Riceviamo e pubblichiamo
L’Istat diffonde per la prima volta le stime sul sistema dei conti della sanità riferite al periodo 2012-2016: esso fornisce un quadro informativo del sistema sanitario del Paese utile per soddisfare esigenze di analisi e per operare confronti a livello internazionale. Il sistema dei conti della sanità è costruito secondo la metodologia del System of Health Accounts – SHA – ed è in linea con le regole contabili dettate dal Sistema europeo dei conti, SEC 2010.Nel 2016 la spesa sanitaria corrente è pari a 149.500 milioni di euro, con un’incidenza sul Pil dell’8,9%, ed è sostenuta per il 75% dal settore pubblico e per la restante parte dal settore privato.La spesa sanitaria privata nel 2016 è pari a 37.318 milioni di euro, la sua incidenza rispetto al Pil è del 2,2%. Il 90,9 per cento della spesa sanitaria privata è sostenuta direttamente dalle famiglie.Nel 2016, la spesa sanitaria pro capite è stata pari a 2.466 euro e ha registrato rispetto al 2012 un aumento medio annuo dello 0,7%.La spesa per l’assistenza sanitaria per cura e riabilitazione nel 2016 risulta essere pari a 82.032 milioni di euro, con un’incidenza del 54,9% sul totale della spesa sanitaria e del 4,9% sul Pil. La seconda componente di spesa è quella per prodotti farmaceutici e altri apparecchi terapeutici, con 106 milioni di euro e una quota del 20,8% del totale.Nel 2016 gli ospedali sono i principali erogatori di assistenza nel sistema sanitario italiano, con un’incidenza del 45,5% sul totale della spesa sanitaria corrente. Al secondo posto si collocano gli erogatori di servizi sanitari ambulatoriali che pesano per il 22,4%.

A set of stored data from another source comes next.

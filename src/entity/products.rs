use sea_orm::entity::prelude::*;

#[derive(Clone, Debug, PartialEq, DeriveEntityModel)]
#[sea_orm(table_name = "products")]
pub struct Model {
    #[sea_orm(primary_key, auto_increment = false)]
    pub id: Uuid,
    pub category_id: Uuid,
    pub brand_id: Option<Uuid>,
    #[sea_orm(unique)]
    pub name: String,
    pub subtitle: Option<String>,
    #[sea_orm(column_type = "JsonBinary")]
    pub main_images: Json,
    #[sea_orm(column_type = "Text")]
    pub detail: String,
    pub pet_type: Option<i16>,
    pub sales: i32,
    pub views: i32,
    pub status: i16,
    pub created_at: DateTimeWithTimeZone,
    pub updated_at: DateTimeWithTimeZone,
}

#[derive(Copy, Clone, Debug, EnumIter, DeriveRelation)]
pub enum Relation {
    #[sea_orm(
        belongs_to = "super::categories::Entity",
        from = "Column::CategoryId",
        to = "super::categories::Column::Id"
    )]
    Categories,
    #[sea_orm(
        belongs_to = "super::brands::Entity",
        from = "Column::BrandId",
        to = "super::brands::Column::Id"
    )]
    Brands,
    #[sea_orm(has_many = "super::product_skus::Entity")]
    ProductSkus,
    #[sea_orm(has_many = "super::cart_items::Entity")]
    CartItems,
    #[sea_orm(has_many = "super::order_items::Entity")]
    OrderItems,
}

impl Related<super::categories::Entity> for Entity {
    fn to() -> RelationDef {
        Relation::Categories.def()
    }
}

impl Related<super::brands::Entity> for Entity {
    fn to() -> RelationDef {
        Relation::Brands.def()
    }
}

impl Related<super::product_skus::Entity> for Entity {
    fn to() -> RelationDef {
        Relation::ProductSkus.def()
    }
}

impl Related<super::cart_items::Entity> for Entity {
    fn to() -> RelationDef {
        Relation::CartItems.def()
    }
}

impl Related<super::order_items::Entity> for Entity {
    fn to() -> RelationDef {
        Relation::OrderItems.def()
    }
}

impl ActiveModelBehavior for ActiveModel {}
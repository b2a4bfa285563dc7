use sea_orm::entity::prelude::*;

#[derive(Clone, Debug, PartialEq, DeriveEntityModel)]
#[sea_orm(table_name = "user_addresses")]
pub struct Model {
    #[sea_orm(primary_key, auto_increment = false)]
    pub id: Uuid,
    pub user_id: Uuid,
    pub name: String,
    pub phone: String,
    pub province: String,
    pub city: String,
    pub district: String,
    pub detail: String,
    pub postal_code: Option<String>,
    pub is_default: bool,
    pub created_at: DateTimeWithTimeZone,
    pub updated_at: DateTimeWithTimeZone,
}

#[derive(Copy, Clone, Debug, EnumIter, DeriveRelation)]
pub enum Relation {
    #[sea_orm(
        belongs_to = "super::users::Entity",
        from = "Column::UserId",
        to = "super::users::Column::Id"
    )]
    Users,
}

impl Related<super::users::Entity> for Entity {
    fn to() -> RelationDef {
        Relation::Users.def()
    }
}

impl ActiveModelBehavior for ActiveModel {}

Nel 2014 la spesa sanitaria dell’Italia è significativamente inferiore rispetto a quella di altri importanti paesi dell’Unione europea, sia in termini di valore pro capite sia in rapporto al Pil. A fronte dei circa 2.404 euro per abitante spesi in Italia, Regno Unito, Francia e Germania spendono tra i 3.000 e i 4.000 euro per abitante. Sempre nel 2014, la spesa in rapporto al Pil è pari a valori vicini all’11% in Francia e Germania, appena inferiore al 10% nel Regno Unito e di circa il 9% in Italia e in Spagna.